Welcome to week two of Blogging from A to Z. For the grammar/writing tips part of my post, I'm going to discuss filter words. Filter words distance the reader from the character.
Pauline saw the gray mare gallop around the pen and knew she was the one for her.
This is fine, if we are being introduced to Pauline and need her name. But if this sentence were in the middle of a chapter and we'd already followed Pauline to the horse rescue facility, we know it's her watching the mare. This is an easy fix: The gray mare galloped around the pen. Pauline gasped. This would be her horse.
She heard, she smelled, she felt, she looked, and even worse, she was watching, she could hear. All these examples force the reader to watch the mc from a distance, rather than experience the event with them.
Here's a writing tip that I'll suggest many times. If you think you might have missed fixing some of these filter words, do a search on heard, saw, felt, etc., and fix them all at once. That exercise will leave you hating those words to the point that in your new writing, you will notice and start automatically rearranging your sentences as you write.

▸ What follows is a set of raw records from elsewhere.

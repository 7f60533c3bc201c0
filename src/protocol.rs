//! JSON-RPC 2.0 framing and the tool-protocol methods.
//!
//! The types mirror the JSON-RPC 2.0 objects and are transport-agnostic:
//! stdio feeds one line per request, the streamed transport one POST body
//! per request. [`McpHandler`] answers `initialize`, `ping`, `tools/list`
//! and `tools/call`; notifications get no response.

use crate::config::ConversionAction;
use crate::convert::{Orchestrator, ToolArguments};
use serde::{Deserialize, Serialize};
use serde_json::{json, Value};
use tracing::{debug, warn};

pub const JSONRPC_VERSION: &str = "2.0";

/// Protocol revision announced when the client does not ask for one.
pub const DEFAULT_PROTOCOL_VERSION: &str = "2024-11-05";

pub const PARSE_ERROR: i64 = -32700;
pub const INVALID_REQUEST: i64 = -32600;
pub const METHOD_NOT_FOUND: i64 = -32601;
pub const INVALID_PARAMS: i64 = -32602;
pub const INTERNAL_ERROR: i64 = -32603;

/// `id` may be a string, a number or null.
#[derive(Debug, Clone, PartialEq, Eq, Hash, Serialize, Deserialize)]
#[serde(untagged)]
pub enum Id {
    Number(i64),
    String(String),
    Null,
}

/// JSON-RPC 2.0 request. A missing `id` makes it a notification.
#[derive(Debug, Clone, Serialize, Deserialize)]
pub struct Request {
    #[serde(default = "default_version")]
    pub jsonrpc: String,
    pub method: String,
    #[serde(default, skip_serializing_if = "Option::is_none")]
    pub params: Option<Value>,
    #[serde(default, skip_serializing_if = "Option::is_none")]
    pub id: Option<Id>,
}

fn default_version() -> String {
    JSONRPC_VERSION.to_owned()
}

impl Request {
    pub fn call(id: Id, method: impl Into<String>, params: Option<Value>) -> Self {
        Self {
            jsonrpc: JSONRPC_VERSION.to_owned(),
            method: method.into(),
            params,
            id: Some(id),
        }
    }

    pub fn is_notification(&self) -> bool {
        self.id.is_none()
    }
}

/// JSON-RPC 2.0 error object.
#[derive(Debug, Clone, PartialEq, Serialize, Deserialize)]
pub struct Error {
    pub code: i64,
    pub message: String,
    #[serde(skip_serializing_if = "Option::is_none")]
    pub data: Option<Value>,
}

/// JSON-RPC 2.0 response. Exactly one of `result` or `error` is set.
#[derive(Debug, Clone, Serialize, Deserialize)]
pub struct Response {
    #[serde(default = "default_version")]
    pub jsonrpc: String,
    #[serde(skip_serializing_if = "Option::is_none")]
    pub result: Option<Value>,
    #[serde(skip_serializing_if = "Option::is_none")]
    pub error: Option<Error>,
    pub id: Id,
}

impl Response {
    pub fn success(id: Id, result: Value) -> Self {
        Self {
            jsonrpc: JSONRPC_VERSION.to_owned(),
            result: Some(result),
            error: None,
            id,
        }
    }

    pub fn fail(id: Id, code: i64, message: impl Into<String>) -> Self {
        Self {
            jsonrpc: JSONRPC_VERSION.to_owned(),
            result: None,
            error: Some(Error {
                code,
                message: message.into(),
                data: None,
            }),
            id,
        }
    }
}

/// Decode one frame. Syntax errors and non-request objects become the
/// matching error response, ready to send.
pub fn parse_request(frame: &str) -> Result<Request, Response> {
    let value: Value = serde_json::from_str(frame)
        .map_err(|e| Response::fail(Id::Null, PARSE_ERROR, format!("Parse error: {e}")))?;
    let id = value
        .get("id")
        .cloned()
        .and_then(|v| serde_json::from_value::<Id>(v).ok())
        .unwrap_or(Id::Null);
    serde_json::from_value(value)
        .map_err(|e| Response::fail(id, INVALID_REQUEST, format!("Invalid request: {e}")))
}

// ── Method dispatch ──────────────────────────────────────────────────────

/// Answers protocol methods on behalf of one server (shared by all sessions).
#[derive(Clone)]
pub struct McpHandler {
    orchestrator: Orchestrator,
}

impl McpHandler {
    pub fn new(orchestrator: Orchestrator) -> Self {
        Self { orchestrator }
    }

    /// Handle one raw frame; `None` means nothing is sent back.
    pub async fn handle_frame(&self, frame: &str) -> Option<Response> {
        match parse_request(frame) {
            Ok(request) => self.handle(request).await,
            Err(response) => {
                warn!("Rejected frame: {:?}", response.error.as_ref().map(|e| &e.message));
                Some(response)
            }
        }
    }

    /// Handle one decoded request.
    pub async fn handle(&self, request: Request) -> Option<Response> {
        debug!(method = %request.method, "Handling request");
        let Some(id) = request.id else {
            // Notifications (`notifications/initialized`, `notifications/cancelled`, …)
            debug!("Notification {} ignored", request.method);
            return None;
        };

        let response = match request.method.as_str() {
            "initialize" => Response::success(id, initialize_result(request.params.as_ref())),
            "ping" => Response::success(id, json!({})),
            "tools/list" => Response::success(id, tools_list()),
            "tools/call" => match request.params {
                Some(Value::Object(mut params)) => {
                    let name = match params.remove("name") {
                        Some(Value::String(n)) => n,
                        _ => {
                            return Some(Response::fail(
                                id,
                                INVALID_PARAMS,
                                "tools/call requires a string 'name'",
                            ))
                        }
                    };
                    let arguments = params.remove("arguments").unwrap_or(Value::Null);
                    let result = self.orchestrator.call_tool(&name, arguments).await;
                    match serde_json::to_value(&result) {
                        Ok(v) => Response::success(id, v),
                        Err(e) => Response::fail(id, INTERNAL_ERROR, e.to_string()),
                    }
                }
                _ => Response::fail(id, INVALID_PARAMS, "tools/call requires an object"),
            },
            other => Response::fail(id, METHOD_NOT_FOUND, format!("Method not found: {other}")),
        };
        Some(response)
    }
}

fn initialize_result(params: Option<&Value>) -> Value {
    let version = params
        .and_then(|p| p.get("protocolVersion"))
        .and_then(Value::as_str)
        .unwrap_or(DEFAULT_PROTOCOL_VERSION);
    json!({
        "protocolVersion": version,
        "capabilities": { "tools": { "listChanged": false } },
        "serverInfo": {
            "name": env!("CARGO_PKG_NAME"),
            "version": env!("CARGO_PKG_VERSION"),
        }
    })
}

/// One entry per conversion action, all sharing the argument schema.
pub fn tools_list() -> Value {
    let schema = schemars::schema_for!(ToolArguments);
    let tools: Vec<Value> = ConversionAction::ALL
        .iter()
        .map(|action| {
            json!({
                "name": action.as_str(),
                "description": action.description(),
                "inputSchema": schema,
            })
        })
        .collect();
    json!({ "tools": tools })
}

#[cfg(test)]
mod tests {
    use super::*;
    use crate::config::ServerConfig;

    fn handler() -> McpHandler {
        McpHandler::new(Orchestrator::new(ServerConfig::default()))
    }

    #[tokio::test]
    async fn garbage_is_a_parse_error() {
        let resp = handler().handle_frame("{not json").await.unwrap();
        assert_eq!(resp.id, Id::Null);
        assert_eq!(resp.error.unwrap().code, PARSE_ERROR);
    }

    #[tokio::test]
    async fn object_without_method_is_invalid_request() {
        let resp = handler().handle_frame(r#"{"jsonrpc":"2.0","id":7}"#).await.unwrap();
        assert_eq!(resp.id, Id::Number(7));
        assert_eq!(resp.error.unwrap().code, INVALID_REQUEST);
    }

    #[tokio::test]
    async fn unknown_method_is_reported() {
        let resp = handler()
            .handle(Request::call(Id::String("a".into()), "resources/list", None))
            .await
            .unwrap();
        assert_eq!(resp.error.unwrap().code, METHOD_NOT_FOUND);
    }

    #[tokio::test]
    async fn notifications_get_no_response() {
        let frame = r#"{"jsonrpc":"2.0","method":"notifications/initialized"}"#;
        assert!(handler().handle_frame(frame).await.is_none());
    }

    #[tokio::test]
    async fn initialize_echoes_protocol_version() {
        let req = Request::call(
            Id::Number(1),
            "initialize",
            Some(json!({"protocolVersion": "2025-03-26"})),
        );
        let resp = handler().handle(req).await.unwrap();
        let result = resp.result.unwrap();
        assert_eq!(result["protocolVersion"], "2025-03-26");
        assert_eq!(result["serverInfo"]["name"], "pdf-convert-mcp");
    }

    #[test]
    fn tools_list_publishes_every_action() {
        let list = tools_list();
        let names: Vec<&str> = list["tools"]
            .as_array()
            .unwrap()
            .iter()
            .map(|t| t["name"].as_str().unwrap())
            .collect();
        assert_eq!(names, ["pdf_to_docx", "pdf_to_excel", "pdf_to_ppt", "pdf_to_jpg"]);
        assert!(list["tools"][0]["inputSchema"]["properties"]["pdf_base64"].is_object());
    }

    #[tokio::test]
    async fn tool_failures_are_results_not_errors() {
        let req = Request::call(
            Id::Number(3),
            "tools/call",
            Some(json!({"name": "pdf_to_docx", "arguments": {}})),
        );
        let resp = handler().handle(req).await.unwrap();
        assert!(resp.error.is_none());
        assert_eq!(resp.result.unwrap()["isError"], true);
    }

    #[tokio::test]
    async fn tools_call_without_name_is_invalid_params() {
        let req = Request::call(Id::Number(4), "tools/call", Some(json!({"arguments": {}})));
        let resp = handler().handle(req).await.unwrap();
        assert_eq!(resp.error.unwrap().code, INVALID_PARAMS);
    }
}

I hooked my friend Pauline on endurance after she borrowed a half arab pinto gelding on his first 25 mile ride. She already had two horses, so visited a rescue to find a horse more suitable for the sport than the other two. She brought home a mare nicknamed Flicka. Pauline officially named her Ghazala (she played her own alphabet game for her pet's names and she already had an 'F'), but Flicka stuck.
Flicka wasn't trained, but that didn't take long to remedy and soon they were ready to compete. Although Flicka could move sideways with the best of arabs, she became a steady horse and completed one of the toughest 100 mile rides in the country. She's one of many fabulous horses we've met through rescue facilities.